AIM OF THE TASK
Skip all lines in the entries below that come before the one containing "interval.tick().await;". Repeat that line and the rest exactly.

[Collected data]
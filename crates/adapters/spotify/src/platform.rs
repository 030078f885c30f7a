//! Spotify platform — one accessory per available Spotify Connect device.

use std::sync::{Arc, Mutex, MutexGuard, PoisonError};
use std::time::Duration;

use rusty_spotify_app::capability::PlatformBinding;
use rusty_spotify_app::ports::{PlaybackApi, PlatformPlugin};
use rusty_spotify_domain::accessory::PlatformAccessory;
use rusty_spotify_domain::plugin::{PLATFORM_TYPE_NAME, PLUGIN_NAME};
use rusty_spotify_domain::service::ServiceType;
use tokio::task::JoinHandle;
use tracing::{Instrument, Span};

use crate::accessory::SpotifyAccessory;

fn lock<T>(mutex: &Mutex<T>) -> MutexGuard<'_, T> {
    mutex.lock().unwrap_or_else(PoisonError::into_inner)
}

struct PlatformState<P> {
    binding: PlatformBinding,
    api: Arc<P>,
    service_type: ServiceType,
    devices: Mutex<Vec<Arc<SpotifyAccessory<P>>>>,
    cached: Mutex<Vec<PlatformAccessory>>,
    log: Span,
}

impl<P> PlatformState<P>
where
    P: PlaybackApi + 'static,
{
    fn unregister(&self, accessories: Vec<PlatformAccessory>) {
        if accessories.is_empty() {
            return;
        }
        self.binding
            .host
            .unregister_platform_accessories(PLUGIN_NAME, PLATFORM_TYPE_NAME, accessories);
    }

    async fn refresh_devices(&self) {
        let cached = std::mem::take(&mut *lock(&self.cached));
        if !cached.is_empty() {
            tracing::info!(count = cached.len(), "removing cached accessories");
        }
        self.unregister(cached);

        let available = self.api.devices().await.unwrap_or_else(|err| {
            tracing::warn!(error = %err, "could not list Spotify devices");
            Vec::new()
        });

        let vanished: Vec<PlatformAccessory> = {
            let mut devices = lock(&self.devices);
            let mut vanished = Vec::new();
            devices.retain(|known| {
                let still_there = available
                    .iter()
                    .any(|d| d.id.is_some() && d.id.as_deref() == known.device_id());
                if !still_there {
                    tracing::info!(name = known.name(), "unregistering Spotify device");
                    vanished.extend(known.platform_accessory().cloned());
                }
                still_there
            });
            vanished
        };
        self.unregister(vanished);

        for device in &available {
            let Some(device_id) = device.id.as_deref() else {
                tracing::debug!(name = %device.name, "skipping device without id");
                continue;
            };
            let known = lock(&self.devices)
                .iter()
                .any(|d| d.device_id() == Some(device_id));
            if known {
                continue;
            }

            let accessory = match SpotifyAccessory::for_device(
                &self.binding.capabilities,
                self.service_type,
                device,
                Arc::clone(&self.api),
                self.log.clone(),
            ) {
                Ok(accessory) => accessory,
                Err(err) => {
                    tracing::warn!(
                        name = %device.name,
                        error = %err,
                        "could not create accessory"
                    );
                    continue;
                }
            };

            tracing::info!(name = %device.name, device_id, "registering Spotify device");
            self.binding.host.register_platform_accessories(
                PLUGIN_NAME,
                PLATFORM_TYPE_NAME,
                accessory.platform_accessory().cloned().into_iter().collect(),
            );
            lock(&self.devices).push(Arc::new(accessory));
        }

        let devices = lock(&self.devices).clone();
        for device in devices {
            device.refresh_state().await;
        }
    }
}

/// Platform plugin exposing every Spotify device as an accessory.
pub struct SpotifyPlatform<P> {
    state: Arc<PlatformState<P>>,
    refresh_rate: Duration,
    task: Mutex<Option<JoinHandle<()>>>,
}

impl<P> SpotifyPlatform<P>
where
    P: PlaybackApi + 'static,
{
    #[must_use]
    pub fn new(
        binding: PlatformBinding,
        api: Arc<P>,
        service_type: ServiceType,
        refresh_rate: Duration,
        log: Span,
    ) -> Self {
        Self {
            state: Arc::new(PlatformState {
                binding,
                api,
                service_type,
                devices: Mutex::new(Vec::new()),
                cached: Mutex::new(Vec::new()),
                log,
            }),
            refresh_rate,
            task: Mutex::new(None),
        }
    }

    /// Synchronise published accessories with the devices Spotify reports.
    ///
    /// Cached accessories restored by the host are dropped first; device
    /// list failures are treated as "no devices".
    pub async fn refresh_devices(&self) {
        let log = self.state.log.clone();
        self.state.refresh_devices().instrument(log).await;
    }

    /// Accessories currently managed, one per known device.
    #[must_use]
    pub fn accessories(&self) -> Vec<Arc<SpotifyAccessory<P>>> {
        lock(&self.state.devices).clone()
    }

    #[must_use]
    pub fn is_running(&self) -> bool {
        lock(&self.task).as_ref().is_some_and(|task| !task.is_finished())
    }
}

impl<P> PlatformPlugin for SpotifyPlatform<P>
where
    P: PlaybackApi + 'static,
{
    fn configure_accessory(&self, accessory: PlatformAccessory) {
        tracing::debug!(name = accessory.display_name(), "restored cached accessory");
        lock(&self.state.cached).push(accessory);
    }

    fn did_finish_launching(&self) {
        let Ok(runtime) = tokio::runtime::Handle::try_current() else {
            tracing::warn!("no async runtime available, device refresh disabled");
            return;
        };

        let state = Arc::clone(&self.state);
        let period = self.refresh_rate;
        let log = state.log.clone();
        let task = runtime.spawn(
            async move {
                tracing::info!(?period, "starting device refresh");
                let mut interval = tokio::time::interval(period);
                loop {
                    interval.tick().await;
                    state.refresh_devices().await;
                }
            }
            .instrument(log),
        );

        if let Some(previous) = lock(&self.task).replace(task) {
            previous.abort();
        }
    }

    fn shutdown(&self) {
        if let Some(task) = lock(&self.task).take() {
            tracing::info!("stopping device refresh");
            task.abort();
        }
    }
}

impl<P> Drop for SpotifyPlatform<P> {
    fn drop(&mut self) {
        if let Some(task) = lock(&self.task).take() {
            task.abort();
        }
    }
}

RESPONSE
                    interval.tick().await;
                    state.refresh_devices().await;
                }
            }
            .instrument(log),
        );

        if let Some(previous) = lock(&self.task).replace(task) {
            previous.abort();
        }
    }

    fn shutdown(&self) {
        if let Some(task) = lock(&self.task).take() {
            tracing::info!("stopping device refresh");
            task.abort();
        }
    }
}

impl<P> Drop for SpotifyPlatform<P> {
    fn drop(&mut self) {
        if let Some(task) = lock(&self.task).take() {
            task.abort();
        }
    }
}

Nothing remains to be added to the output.